Dataset excerpts:
<<<<

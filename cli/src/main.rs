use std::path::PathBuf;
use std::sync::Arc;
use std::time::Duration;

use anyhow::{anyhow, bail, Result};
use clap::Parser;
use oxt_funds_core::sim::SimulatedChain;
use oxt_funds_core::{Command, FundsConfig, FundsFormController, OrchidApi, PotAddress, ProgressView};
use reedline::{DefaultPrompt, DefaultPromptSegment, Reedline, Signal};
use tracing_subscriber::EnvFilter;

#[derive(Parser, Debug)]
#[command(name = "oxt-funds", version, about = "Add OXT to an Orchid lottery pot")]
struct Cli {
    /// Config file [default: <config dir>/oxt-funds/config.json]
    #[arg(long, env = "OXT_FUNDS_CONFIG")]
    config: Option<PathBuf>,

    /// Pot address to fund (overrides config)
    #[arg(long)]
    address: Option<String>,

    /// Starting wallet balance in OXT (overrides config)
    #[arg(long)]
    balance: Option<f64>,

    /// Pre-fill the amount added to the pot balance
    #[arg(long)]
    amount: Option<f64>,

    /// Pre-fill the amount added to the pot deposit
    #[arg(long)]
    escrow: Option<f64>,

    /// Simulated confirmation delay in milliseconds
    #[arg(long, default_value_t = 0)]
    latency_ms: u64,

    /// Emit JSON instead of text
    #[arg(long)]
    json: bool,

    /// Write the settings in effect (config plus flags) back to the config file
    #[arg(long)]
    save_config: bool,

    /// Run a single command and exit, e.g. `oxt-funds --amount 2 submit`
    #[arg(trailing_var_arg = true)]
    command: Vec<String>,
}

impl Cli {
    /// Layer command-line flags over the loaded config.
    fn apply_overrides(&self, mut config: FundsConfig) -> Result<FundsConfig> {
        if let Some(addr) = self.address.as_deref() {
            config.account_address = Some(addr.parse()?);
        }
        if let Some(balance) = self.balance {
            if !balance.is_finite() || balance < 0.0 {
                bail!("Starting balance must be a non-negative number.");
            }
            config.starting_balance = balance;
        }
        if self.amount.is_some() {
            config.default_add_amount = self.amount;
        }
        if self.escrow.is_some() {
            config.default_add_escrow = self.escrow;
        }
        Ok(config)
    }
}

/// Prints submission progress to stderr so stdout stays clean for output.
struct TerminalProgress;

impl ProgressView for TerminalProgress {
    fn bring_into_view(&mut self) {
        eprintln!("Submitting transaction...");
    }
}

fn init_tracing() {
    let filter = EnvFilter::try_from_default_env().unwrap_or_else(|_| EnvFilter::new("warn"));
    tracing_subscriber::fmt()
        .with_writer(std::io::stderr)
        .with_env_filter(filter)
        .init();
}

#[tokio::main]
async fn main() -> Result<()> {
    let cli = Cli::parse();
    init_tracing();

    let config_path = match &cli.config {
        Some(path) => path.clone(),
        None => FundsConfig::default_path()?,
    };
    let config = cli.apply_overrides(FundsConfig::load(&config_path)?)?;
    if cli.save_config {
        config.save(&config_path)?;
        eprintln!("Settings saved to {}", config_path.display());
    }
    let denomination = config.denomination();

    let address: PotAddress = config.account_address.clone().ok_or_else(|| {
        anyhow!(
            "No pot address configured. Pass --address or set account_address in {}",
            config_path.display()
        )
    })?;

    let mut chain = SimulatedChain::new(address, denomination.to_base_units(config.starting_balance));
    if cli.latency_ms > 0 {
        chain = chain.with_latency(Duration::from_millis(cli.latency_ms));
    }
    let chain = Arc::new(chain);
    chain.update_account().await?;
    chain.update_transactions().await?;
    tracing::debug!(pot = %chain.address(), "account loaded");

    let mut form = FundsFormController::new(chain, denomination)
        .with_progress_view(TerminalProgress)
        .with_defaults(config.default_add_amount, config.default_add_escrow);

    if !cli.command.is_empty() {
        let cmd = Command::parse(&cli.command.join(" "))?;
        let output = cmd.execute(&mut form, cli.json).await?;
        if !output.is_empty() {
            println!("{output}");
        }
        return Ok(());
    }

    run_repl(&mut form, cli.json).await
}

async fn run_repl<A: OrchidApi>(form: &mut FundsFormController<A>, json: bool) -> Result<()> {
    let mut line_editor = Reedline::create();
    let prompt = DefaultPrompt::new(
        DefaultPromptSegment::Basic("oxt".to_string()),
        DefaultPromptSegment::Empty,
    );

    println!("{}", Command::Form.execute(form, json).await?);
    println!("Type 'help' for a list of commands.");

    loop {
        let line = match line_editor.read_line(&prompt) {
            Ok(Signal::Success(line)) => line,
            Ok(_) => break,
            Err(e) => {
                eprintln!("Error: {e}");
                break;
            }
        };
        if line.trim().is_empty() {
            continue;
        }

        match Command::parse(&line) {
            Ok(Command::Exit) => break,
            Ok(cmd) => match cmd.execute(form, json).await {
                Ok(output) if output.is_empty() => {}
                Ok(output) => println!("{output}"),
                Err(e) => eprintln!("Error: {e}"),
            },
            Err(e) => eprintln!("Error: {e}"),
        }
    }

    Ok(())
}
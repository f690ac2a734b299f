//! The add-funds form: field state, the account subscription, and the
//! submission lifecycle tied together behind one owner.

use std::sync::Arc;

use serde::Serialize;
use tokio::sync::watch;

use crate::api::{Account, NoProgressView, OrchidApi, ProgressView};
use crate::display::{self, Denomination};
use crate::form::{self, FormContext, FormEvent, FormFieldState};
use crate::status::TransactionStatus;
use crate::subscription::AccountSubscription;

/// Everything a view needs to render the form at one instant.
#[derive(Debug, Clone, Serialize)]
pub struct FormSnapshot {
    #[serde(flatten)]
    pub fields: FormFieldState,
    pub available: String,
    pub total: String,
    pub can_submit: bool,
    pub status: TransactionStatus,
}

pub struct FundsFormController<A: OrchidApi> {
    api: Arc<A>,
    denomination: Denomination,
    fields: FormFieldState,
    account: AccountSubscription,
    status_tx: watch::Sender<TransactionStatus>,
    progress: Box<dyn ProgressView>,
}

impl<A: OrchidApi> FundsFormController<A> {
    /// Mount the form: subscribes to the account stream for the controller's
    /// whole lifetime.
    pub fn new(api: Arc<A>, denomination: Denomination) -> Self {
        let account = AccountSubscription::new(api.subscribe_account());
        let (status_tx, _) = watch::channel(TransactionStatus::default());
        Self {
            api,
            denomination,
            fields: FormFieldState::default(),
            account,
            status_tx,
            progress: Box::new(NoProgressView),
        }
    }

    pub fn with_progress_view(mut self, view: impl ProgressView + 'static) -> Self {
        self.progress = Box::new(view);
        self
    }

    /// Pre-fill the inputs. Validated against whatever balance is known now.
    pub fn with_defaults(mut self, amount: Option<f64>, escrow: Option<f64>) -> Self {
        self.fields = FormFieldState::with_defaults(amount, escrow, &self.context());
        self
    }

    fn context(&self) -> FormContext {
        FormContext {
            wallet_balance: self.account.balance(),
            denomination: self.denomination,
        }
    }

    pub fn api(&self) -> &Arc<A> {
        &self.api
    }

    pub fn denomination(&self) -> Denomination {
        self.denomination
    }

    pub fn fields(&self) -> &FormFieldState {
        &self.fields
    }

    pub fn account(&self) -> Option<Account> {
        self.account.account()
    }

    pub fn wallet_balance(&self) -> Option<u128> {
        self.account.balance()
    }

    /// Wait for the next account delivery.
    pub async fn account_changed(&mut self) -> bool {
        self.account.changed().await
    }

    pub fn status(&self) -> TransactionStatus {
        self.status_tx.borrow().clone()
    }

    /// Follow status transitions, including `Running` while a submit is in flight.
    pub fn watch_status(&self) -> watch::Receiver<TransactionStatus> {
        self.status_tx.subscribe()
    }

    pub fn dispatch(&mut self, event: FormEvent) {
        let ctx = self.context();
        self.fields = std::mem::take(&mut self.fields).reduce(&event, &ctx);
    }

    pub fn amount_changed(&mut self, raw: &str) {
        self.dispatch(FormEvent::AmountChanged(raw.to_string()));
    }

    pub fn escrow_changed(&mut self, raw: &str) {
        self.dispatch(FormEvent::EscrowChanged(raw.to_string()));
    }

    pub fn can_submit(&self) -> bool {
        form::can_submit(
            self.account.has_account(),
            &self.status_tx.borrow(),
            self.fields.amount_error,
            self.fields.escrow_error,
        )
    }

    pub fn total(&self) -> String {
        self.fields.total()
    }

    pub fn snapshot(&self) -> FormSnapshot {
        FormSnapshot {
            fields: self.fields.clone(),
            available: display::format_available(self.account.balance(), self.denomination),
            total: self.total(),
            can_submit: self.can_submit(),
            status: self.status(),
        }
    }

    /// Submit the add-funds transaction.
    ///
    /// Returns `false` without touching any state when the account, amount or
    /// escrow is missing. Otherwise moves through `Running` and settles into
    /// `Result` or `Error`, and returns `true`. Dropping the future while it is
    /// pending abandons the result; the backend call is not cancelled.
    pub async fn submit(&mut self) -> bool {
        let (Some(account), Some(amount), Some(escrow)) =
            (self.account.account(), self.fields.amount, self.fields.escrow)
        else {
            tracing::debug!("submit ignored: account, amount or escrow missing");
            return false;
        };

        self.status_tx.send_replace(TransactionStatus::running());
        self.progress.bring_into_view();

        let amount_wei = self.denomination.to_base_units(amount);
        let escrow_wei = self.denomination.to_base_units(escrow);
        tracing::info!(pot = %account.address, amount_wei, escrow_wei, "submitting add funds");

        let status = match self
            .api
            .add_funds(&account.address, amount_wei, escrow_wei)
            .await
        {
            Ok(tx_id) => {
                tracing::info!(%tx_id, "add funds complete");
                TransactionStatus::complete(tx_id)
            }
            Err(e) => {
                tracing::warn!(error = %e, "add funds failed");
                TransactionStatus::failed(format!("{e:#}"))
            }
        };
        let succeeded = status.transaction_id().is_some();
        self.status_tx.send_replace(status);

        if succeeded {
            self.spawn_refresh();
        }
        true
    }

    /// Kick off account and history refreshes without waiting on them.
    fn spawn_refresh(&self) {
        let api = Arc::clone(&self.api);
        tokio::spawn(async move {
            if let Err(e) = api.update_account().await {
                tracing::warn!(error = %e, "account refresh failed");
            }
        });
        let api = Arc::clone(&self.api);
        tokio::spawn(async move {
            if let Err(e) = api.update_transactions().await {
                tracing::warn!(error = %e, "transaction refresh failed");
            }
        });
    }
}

>>>>
<<<<

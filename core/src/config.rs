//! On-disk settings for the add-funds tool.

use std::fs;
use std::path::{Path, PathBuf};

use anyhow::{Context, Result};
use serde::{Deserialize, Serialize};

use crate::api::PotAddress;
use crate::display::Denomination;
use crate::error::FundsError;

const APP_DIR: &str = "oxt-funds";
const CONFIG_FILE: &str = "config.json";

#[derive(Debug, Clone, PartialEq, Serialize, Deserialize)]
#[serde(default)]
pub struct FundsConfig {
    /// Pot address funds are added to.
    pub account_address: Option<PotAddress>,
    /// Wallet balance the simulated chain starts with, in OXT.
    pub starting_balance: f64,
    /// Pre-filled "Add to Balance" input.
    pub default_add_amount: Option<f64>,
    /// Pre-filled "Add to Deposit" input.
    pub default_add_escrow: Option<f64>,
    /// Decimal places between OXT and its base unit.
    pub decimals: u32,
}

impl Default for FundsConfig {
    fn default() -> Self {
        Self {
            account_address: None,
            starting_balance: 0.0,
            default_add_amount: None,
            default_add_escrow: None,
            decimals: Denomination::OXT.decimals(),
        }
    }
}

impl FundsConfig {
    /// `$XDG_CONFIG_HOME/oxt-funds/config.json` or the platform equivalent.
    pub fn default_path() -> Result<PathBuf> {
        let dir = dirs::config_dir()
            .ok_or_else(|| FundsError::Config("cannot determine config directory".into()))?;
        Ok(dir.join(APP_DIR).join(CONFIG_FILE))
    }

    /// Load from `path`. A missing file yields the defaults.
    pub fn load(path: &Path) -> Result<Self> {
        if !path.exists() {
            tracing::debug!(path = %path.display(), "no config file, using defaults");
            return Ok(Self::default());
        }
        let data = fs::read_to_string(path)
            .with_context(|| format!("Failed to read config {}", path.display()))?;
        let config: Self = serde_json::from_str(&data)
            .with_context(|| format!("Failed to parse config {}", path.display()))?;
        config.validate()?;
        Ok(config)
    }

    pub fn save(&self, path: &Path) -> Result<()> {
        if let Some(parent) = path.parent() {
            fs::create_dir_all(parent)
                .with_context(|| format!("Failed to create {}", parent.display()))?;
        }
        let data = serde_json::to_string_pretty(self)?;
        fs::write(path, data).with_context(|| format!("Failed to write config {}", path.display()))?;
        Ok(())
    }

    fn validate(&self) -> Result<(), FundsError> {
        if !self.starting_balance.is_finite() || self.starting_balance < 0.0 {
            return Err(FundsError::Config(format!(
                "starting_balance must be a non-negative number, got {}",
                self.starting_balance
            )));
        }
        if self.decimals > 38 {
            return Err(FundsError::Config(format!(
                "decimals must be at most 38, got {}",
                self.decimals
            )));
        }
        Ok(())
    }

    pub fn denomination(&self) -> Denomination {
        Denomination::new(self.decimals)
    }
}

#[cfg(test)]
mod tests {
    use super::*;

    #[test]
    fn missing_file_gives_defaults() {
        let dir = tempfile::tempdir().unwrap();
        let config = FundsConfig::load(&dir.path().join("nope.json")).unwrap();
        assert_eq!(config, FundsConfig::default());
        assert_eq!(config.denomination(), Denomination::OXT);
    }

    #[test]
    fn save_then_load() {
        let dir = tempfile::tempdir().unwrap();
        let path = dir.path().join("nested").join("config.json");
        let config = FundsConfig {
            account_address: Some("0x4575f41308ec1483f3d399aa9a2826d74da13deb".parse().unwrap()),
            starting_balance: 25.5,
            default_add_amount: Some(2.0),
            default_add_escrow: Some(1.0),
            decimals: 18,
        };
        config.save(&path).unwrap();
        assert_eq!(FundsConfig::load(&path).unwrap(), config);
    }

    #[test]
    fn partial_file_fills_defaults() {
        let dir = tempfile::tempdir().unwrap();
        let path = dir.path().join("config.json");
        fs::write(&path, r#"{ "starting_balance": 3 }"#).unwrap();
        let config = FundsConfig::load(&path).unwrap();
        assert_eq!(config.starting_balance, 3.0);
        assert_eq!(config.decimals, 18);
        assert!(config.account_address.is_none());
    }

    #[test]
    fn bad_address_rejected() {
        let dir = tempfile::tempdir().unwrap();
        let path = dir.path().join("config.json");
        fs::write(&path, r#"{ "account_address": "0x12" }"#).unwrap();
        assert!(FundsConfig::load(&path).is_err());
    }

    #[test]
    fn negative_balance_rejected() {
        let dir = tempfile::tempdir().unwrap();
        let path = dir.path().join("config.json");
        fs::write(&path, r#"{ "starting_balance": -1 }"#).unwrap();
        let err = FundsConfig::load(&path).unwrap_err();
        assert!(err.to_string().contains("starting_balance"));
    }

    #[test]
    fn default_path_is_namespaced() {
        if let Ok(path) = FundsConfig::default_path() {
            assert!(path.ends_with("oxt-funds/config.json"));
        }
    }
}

>>>>

TASK TO COMPLETE: From the records above, reproduce exactly the lines from the one with "for the controller's" to the one with "is in flight.", both included, and no others.

EXPECTED ANSWER:
    /// Mount the form: subscribes to the account stream for the controller's
    /// whole lifetime.
    pub fn new(api: Arc<A>, denomination: Denomination) -> Self {
        let account = AccountSubscription::new(api.subscribe_account());
        let (status_tx, _) = watch::channel(TransactionStatus::default());
        Self {
            api,
            denomination,
            fields: FormFieldState::default(),
            account,
            status_tx,
            progress: Box::new(NoProgressView),
        }
    }

    pub fn with_progress_view(mut self, view: impl ProgressView + 'static) -> Self {
        self.progress = Box::new(view);
        self
    }

    /// Pre-fill the inputs. Validated against whatever balance is known now.
    pub fn with_defaults(mut self, amount: Option<f64>, escrow: Option<f64>) -> Self {
        self.fields = FormFieldState::with_defaults(amount, escrow, &self.context());
        self
    }

    fn context(&self) -> FormContext {
        FormContext {
            wallet_balance: self.account.balance(),
            denomination: self.denomination,
        }
    }

    pub fn api(&self) -> &Arc<A> {
        &self.api
    }

    pub fn denomination(&self) -> Denomination {
        self.denomination
    }

    pub fn fields(&self) -> &FormFieldState {
        &self.fields
    }

    pub fn account(&self) -> Option<Account> {
        self.account.account()
    }

    pub fn wallet_balance(&self) -> Option<u128> {
        self.account.balance()
    }

    /// Wait for the next account delivery.
    pub async fn account_changed(&mut self) -> bool {
        self.account.changed().await
    }

    pub fn status(&self) -> TransactionStatus {
        self.status_tx.borrow().clone()
    }

    /// Follow status transitions, including `Running` while a submit is in flight.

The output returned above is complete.